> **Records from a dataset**
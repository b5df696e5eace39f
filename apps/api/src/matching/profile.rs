use std::sync::LazyLock;

use regex::Regex;
use serde::{Deserialize, Serialize};

const MAX_EDUCATION_LINES: usize = 3;
const MAX_EXPERIENCE_LINES: usize = 5;

static EDUCATION_PATTERN: LazyLock<Regex> = LazyLock::new(|| {
    Regex::new(r"(?i)\b(?:bachelors?|masters?|phd|ph\.d|bs|ba|ms|mba)\b").expect("valid regex")
});

static EXPERIENCE_PATTERNS: LazyLock<[Regex; 3]> = LazyLock::new(|| {
    [
        Regex::new(r"(?i)\d+\s*years?\s+of\s+experience").expect("valid regex"),
        Regex::new(r"(?i)\d+-\d+\s*years?").expect("valid regex"),
        Regex::new(r"(?i)\b(?:present|current|today)\b").expect("valid regex"),
    ]
});

/// Structured view of a résumé produced by one extraction pass.
#[derive(Debug, Clone, Serialize, Deserialize, PartialEq)]
pub struct ExtractedProfile {
    pub text: String,
    pub skills: Vec<String>,
    pub education: Vec<String>,
    pub experience: Vec<String>,
}

/// Lines mentioning a degree, first three.
pub fn extract_education(text: &str) -> Vec<String> {
    matching_lines(text, MAX_EDUCATION_LINES, |line| {
        EDUCATION_PATTERN.is_match(line)
    })
}

/// Lines that look like a dated role or a years-of-experience claim, first five.
pub fn extract_experience(text: &str) -> Vec<String> {
    matching_lines(text, MAX_EXPERIENCE_LINES, |line| {
        EXPERIENCE_PATTERNS.iter().any(|p| p.is_match(line))
    })
}

fn matching_lines(text: &str, limit: usize, predicate: impl Fn(&str) -> bool) -> Vec<String> {
    text.lines()
        .map(str::trim)
        .filter(|line| !line.is_empty() && predicate(line))
        .take(limit)
        .map(str::to_string)
        .collect()
}

#[cfg(test)]
mod tests {
    use super::*;

    #[test]
    fn test_education_lines_detected() {
        let text = "  B.Tech coursework\nMaster of Science in CS  \nMBA, Wharton\nCooking class";
        assert_eq!(
            extract_education(text),
            vec!["Master of Science in CS", "MBA, Wharton"]
        );
    }

    #[test]
    fn test_education_requires_whole_word() {
        // "bs" inside "jobs" and "ms" inside "systems" are not degrees
        assert!(extract_education("Built jobs for distributed systems").is_empty());
    }

    #[test]
    fn test_education_capped_at_three() {
        let text = "BS one\nBS two\nBS three\nBS four";
        assert_eq!(extract_education(text).len(), 3);
    }

    #[test]
    fn test_experience_patterns() {
        let text = "Acme Corp 2019 - Present\n3-5 years backend\nHobbies\n7 years of experience";
        assert_eq!(
            extract_experience(text),
            vec![
                "Acme Corp 2019 - Present",
                "3-5 years backend",
                "7 years of experience"
            ]
        );
    }

    #[test]
    fn test_experience_capped_at_five() {
        let text = (0..8)
            .map(|i| format!("Role {i} until present"))
            .collect::<Vec<_>>()
            .join("\n");
        assert_eq!(extract_experience(&text).len(), 5);
    }

    #[test]
    fn test_empty_text() {
        assert!(extract_education("").is_empty());
        assert!(extract_experience("").is_empty());
    }
}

> **WORK ORDER**
Write out every record above, word for word.

> **EXERCISE RESPONSE**
repository b5df696e5eace39f
filename apps/api/src/matching/profile.rs
use std::sync::LazyLock;

use regex::Regex;
use serde::{Deserialize, Serialize};

const MAX_EDUCATION_LINES: usize = 3;
const MAX_EXPERIENCE_LINES: usize = 5;

static EDUCATION_PATTERN: LazyLock<Regex> = LazyLock::new(|| {
    Regex::new(r"(?i)\b(?:bachelors?|masters?|phd|ph\.d|bs|ba|ms|mba)\b").expect("valid regex")
});

static EXPERIENCE_PATTERNS: LazyLock<[Regex; 3]> = LazyLock::new(|| {
    [
        Regex::new(r"(?i)\d+\s*years?\s+of\s+experience").expect("valid regex"),
        Regex::new(r"(?i)\d+-\d+\s*years?").expect("valid regex"),
        Regex::new(r"(?i)\b(?:present|current|today)\b").expect("valid regex"),
    ]
});

/// Structured view of a résumé produced by one extraction pass.
#[derive(Debug, Clone, Serialize, Deserialize, PartialEq)]
pub struct ExtractedProfile {
    pub text: String,
    pub skills: Vec<String>,
    pub education: Vec<String>,
    pub experience: Vec<String>,
}

/// Lines mentioning a degree, first three.
pub fn extract_education(text: &str) -> Vec<String> {
    matching_lines(text, MAX_EDUCATION_LINES, |line| {
        EDUCATION_PATTERN.is_match(line)
    })
}

/// Lines that look like a dated role or a years-of-experience claim, first five.
pub fn extract_experience(text: &str) -> Vec<String> {
    matching_lines(text, MAX_EXPERIENCE_LINES, |line| {
        EXPERIENCE_PATTERNS.iter().any(|p| p.is_match(line))
    })
}

fn matching_lines(text: &str, limit: usize, predicate: impl Fn(&str) -> bool) -> Vec<String> {
    text.lines()
        .map(str::trim)
        .filter(|line| !line.is_empty() && predicate(line))
        .take(limit)
        .map(str::to_string)
        .collect()
}

#[cfg(test)]
mod tests {
    use super::*;

    #[test]
    fn test_education_lines_detected() {
        let text = "  B.Tech coursework\nMaster of Science in CS  \nMBA, Wharton\nCooking class";
        assert_eq!(
            extract_education(text),
            vec!["Master of Science in CS", "MBA, Wharton"]
        );
    }

    #[test]
    fn test_education_requires_whole_word() {
        // "bs" inside "jobs" and "ms" inside "systems" are not degrees
        assert!(extract_education("Built jobs for distributed systems").is_empty());
    }

    #[test]
    fn test_education_capped_at_three() {
        let text = "BS one\nBS two\nBS three\nBS four";
        assert_eq!(extract_education(text).len(), 3);
    }

    #[test]
    fn test_experience_patterns() {
        let text = "Acme Corp 2019 - Present\n3-5 years backend\nHobbies\n7 years of experience";
        assert_eq!(
            extract_experience(text),
            vec![
                "Acme Corp 2019 - Present",
                "3-5 years backend",
                "7 years of experience"
            ]
        );
    }

    #[test]
    fn test_experience_capped_at_five() {
        let text = (0..8)
            .map(|i| format!("Role {i} until present"))
            .collect::<Vec<_>>()
            .join("\n");
        assert_eq!(extract_experience(&text).len(), 5);
    }

    #[test]
    fn test_empty_text() {
        assert!(extract_education("").is_empty());
        assert!(extract_experience("").is_empty());
    }
}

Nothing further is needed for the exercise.